Department of Mechanical and Industrial Engineering, The University of Iowa, Iowa City, 52242, USA.
Ann Biomed Eng. 2010 Dec;38(12):3550-71. doi: 10.1007/s10439-010-0110-7. Epub 2010 Jul 8.
High-frequency oscillatory ventilation (HFOV) is considered an efficient and safe respiratory technique to ventilate neonates and patients with acute respiratory distress syndrome. HFOV has very different characteristics from normal breathing physiology, with a much smaller tidal volume and a higher breathing frequency. In this study, the high-frequency oscillatory flow is studied using a computational fluid dynamics analysis in three different geometrical models with increasing complexity: a straight tube, a single-bifurcation tube model, and a computed tomography (CT)-based human airway model of up to seven generations. We aim to understand the counter-flow phenomenon at flow reversal and its role in convective mixing in these models using sinusoidal waveforms of different frequencies and Reynolds (Re) numbers. Mixing is quantified by the stretch rate analysis. In the straight-tube model, coaxial counter flow with opposing fluid streams is formed around flow reversal, agreeing with an analytical Womersley solution. However, counter flow yields no net convective mixing at end cycle. In the single-bifurcation model, counter flow at high Re is intervened with secondary vortices in the parent (child) branch at end expiration (inspiration), resulting in an irreversible mixing process. For the CT-based airway model three cases are considered, consisting of the normal breathing case, the high-frequency-normal-Re (HFNR) case, and the HFOV case. The counter-flow structure is more evident in the HFNR case than the HFOV case. The instantaneous and time-averaged stretch rates at the end of two breathing cycles and in the vicinity of flow reversal are computed. It is found that counter flow contributes about 20% to mixing in HFOV.

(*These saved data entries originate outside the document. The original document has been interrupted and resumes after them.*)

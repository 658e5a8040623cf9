//! Prompt templates and helpers for reading model replies.

use chapterquiz_shared::Prompt;
use serde_json::json;

/// Instructions for generating one chapter's question set.
///
/// `{chapter_name}` and `{text}` are substituted by [`generation_prompt`].
const GENERATION_TEMPLATE: &str = r#"You are a tutor helping readers think about how a book applies to their own lives. Ask questions that build self-reflection, sound judgement and practical decision-making.

Write exactly 6 questions, with answers, about the chapter text below:
- 3 open-ended questions ("Text") that call for a paragraph-length answer.
- 1 multiple-choice question ("MCQ") with exactly 4 options given as a list. Its answer is the exact text of the correct option.
- 1 true/false question ("True/False") whose answer is the JSON boolean true or false.
- 1 fill-in-the-blank question ("Fill_in_the_blanks") that marks the blank with ___ and whose answer is the missing word or phrase.

Every question should place the reader in a realistic everyday situation where the chapter's ideas apply, stay faithful to the book's wording and ideas, and use a plain, friendly tone a sixth-grader can follow. Never use slurs, slang or offensive language.

### Chapter: {chapter_name}

### Context
{text}

### Output
Reply with a single JSON object and nothing else, in this shape:
{
  "chapter_name": "{chapter_name}",
  "questions_answers": [
    {"question": "Open-ended scenario question?", "question_type": "Text", "answer": "Model answer of about 150 words."},
    {"question": "Open-ended scenario question?", "question_type": "Text", "answer": "Model answer of about 150 words."},
    {"question": "Open-ended scenario question?", "question_type": "Text", "answer": "Model answer of about 150 words."},
    {"question": "Which choice fits best?", "question_type": "MCQ", "options": ["First", "Second", "Third", "Fourth"], "answer": "Second"},
    {"question": "Statement to judge.", "question_type": "True/False", "answer": true},
    {"question": "The key idea is ___.", "question_type": "Fill_in_the_blanks", "answer": "missing word"}
  ]
}
"#;

/// System message for grading an open-text answer.
pub const VALIDATION_PROMPT: &str = r#"You grade a user's answer against a reference answer. Follow these rules strictly:

1. Compare `user_answer` with `correct_answer` for factual accuracy only.
2. Give a score from 0 to 10:
   - 10: fully correct.
   - 5 to 9: mostly correct with minor inaccuracies.
   - 0 to 4: mostly incorrect or unrelated to the reference answer.
3. Set `is_correct` to "true" when the score is 5 or above, otherwise "false".
4. Ignore tone, sentiment and style, and do not suggest improvements.
5. Do not rewrite either answer.

Reply with a single JSON object containing only `score` and `is_correct`, for example {"score": 7, "is_correct": "true"}."#;

/// Build the generation prompt for one chapter.
pub fn generation_prompt(chapter_name: &str, text: &str) -> Prompt {
    let user = fill_template(
        GENERATION_TEMPLATE,
        &[("chapter_name", chapter_name), ("text", text)],
    );
    Prompt::user(user)
}

/// Replace `{key}` placeholders in a single pass.
///
/// Substituted values are copied verbatim and never scanned for placeholders.
/// Braces that do not open a known key are kept as written.
fn fill_template(template: &str, values: &[(&str, &str)]) -> String {
    let mut out = String::with_capacity(template.len());
    let mut rest = template;
    while let Some(open) = rest.find('{') {
        out.push_str(&rest[..open]);
        let tail = &rest[open..];
        let hit = values.iter().find_map(|(key, value)| {
            let after = tail.strip_prefix('{')?.strip_prefix(key)?.strip_prefix('}')?;
            Some((*value, after))
        });
        match hit {
            Some((value, after)) => {
                out.push_str(value);
                rest = after;
            }
            None => {
                out.push('{');
                rest = &tail[1..];
            }
        }
    }
    out.push_str(rest);
    out
}

/// Build the grading prompt for one open-text answer.
pub fn grading_prompt(question: &str, user_answer: &str, correct_answer: &str) -> Prompt {
    let payload = json!({
        "question": question,
        "user_answer": user_answer,
        "correct_answer": correct_answer,
    });
    Prompt::with_system(VALIDATION_PROMPT, payload.to_string())
}

/// Slice from the first `{` to the last `}` of a model reply.
pub fn json_object_slice(reply: &str) -> Option<&str> {
    let start = reply.find('{')?;
    let end = reply.rfind('}')?;
    (end > start).then(|| &reply[start..=end])
}

/// Cut `text` to at most `max_chars` characters.
pub fn truncate_chars(text: &str, max_chars: usize) -> &str {
    match text.char_indices().nth(max_chars) {
        Some((idx, _)) => &text[..idx],
        None => text,
    }
}

#[cfg(test)]
mod tests {
    use super::*;

    #[test]
    fn generation_prompt_embeds_chapter() {
        let prompt = generation_prompt("Making Choices", "Think before you act.");
        assert!(prompt.system.is_none());
        assert!(prompt.user.contains("### Chapter: Making Choices"));
        assert!(prompt.user.contains(r#""chapter_name": "Making Choices""#));
        assert!(prompt.user.contains("Think before you act."));
        assert!(!prompt.user.contains("{text}"));
    }

    #[test]
    fn placeholders_inside_values_are_left_alone() {
        let prompt = generation_prompt("Reading {text} aloud", "Body mentions {chapter_name}.");
        assert_eq!(prompt.user.matches("Body mentions {chapter_name}.").count(), 1);
        assert!(prompt.user.contains("### Chapter: Reading {text} aloud"));
        assert!(prompt.user.contains(r#""chapter_name": "Reading {text} aloud""#));
        // the JSON example braces survive
        assert!(prompt.user.contains(r#"{"question": "Statement to judge.""#));
    }

    #[test]
    fn grading_prompt_is_json_user_message() {
        let prompt = grading_prompt("Why?", "because", "reasons");
        assert_eq!(prompt.system.as_deref(), Some(VALIDATION_PROMPT));
        let payload: serde_json::Value = serde_json::from_str(&prompt.user).unwrap();
        assert_eq!(payload["question"], "Why?");
        assert_eq!(payload["user_answer"], "because");
        assert_eq!(payload["correct_answer"], "reasons");
    }

    #[test]
    fn json_slice_spans_outer_braces() {
        assert_eq!(
            json_object_slice("Sure! {\"a\": {\"b\": 1}} hope that helps"),
            Some("{\"a\": {\"b\": 1}}")
        );
        assert_eq!(json_object_slice("no json here"), None);
        assert_eq!(json_object_slice("} backwards {"), None);
    }

    #[test]
    fn truncate_is_char_safe() {
        assert_eq!(truncate_chars("héllo", 2), "hé");
        assert_eq!(truncate_chars("short", 10), "short");
    }
}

高频振荡通气(HFOV)被认为是一种有效的、安全的呼吸技术,可以用于对新生儿和急性呼吸窘迫综合征患者进行通气。HFOV 的特点与正常呼吸生理有很大的不同,潮气量更小,呼吸频率更高。在这项研究中,我们使用计算流体动力学分析研究了三种不同几何模型中的高频振荡流,这些模型的复杂性逐渐增加:直管、单分叉管模型和基于 CT 的多达七个分支的人体气道模型。我们的目的是使用不同频率和雷诺数(Re)的正弦波来理解在流量反转时的逆流现象及其在这些模型中的对流混合作用。通过拉伸率分析来量化混合。在直管模型中,在流量反转周围形成了同轴逆流,与解析的沃默斯利解决方案一致。然而,在末端周期,逆流不会产生净对流混合。在单分叉模型中,在高 Re 时,逆流在分支(子分支)末端的呼气(吸气)时会被二次涡旋所干预,导致不可逆的混合过程。对于基于 CT 的气道模型,考虑了三种情况,分别是正常呼吸情况、高频正常 Re(HFNR)情况和 HFOV 情况。HFNR 情况下的逆流结构比 HFOV 情况下更明显。计算了两个呼吸周期末端和流量反转附近的瞬时和时均拉伸率。结果发现,逆流对 HFOV 中的混合贡献约为 20%。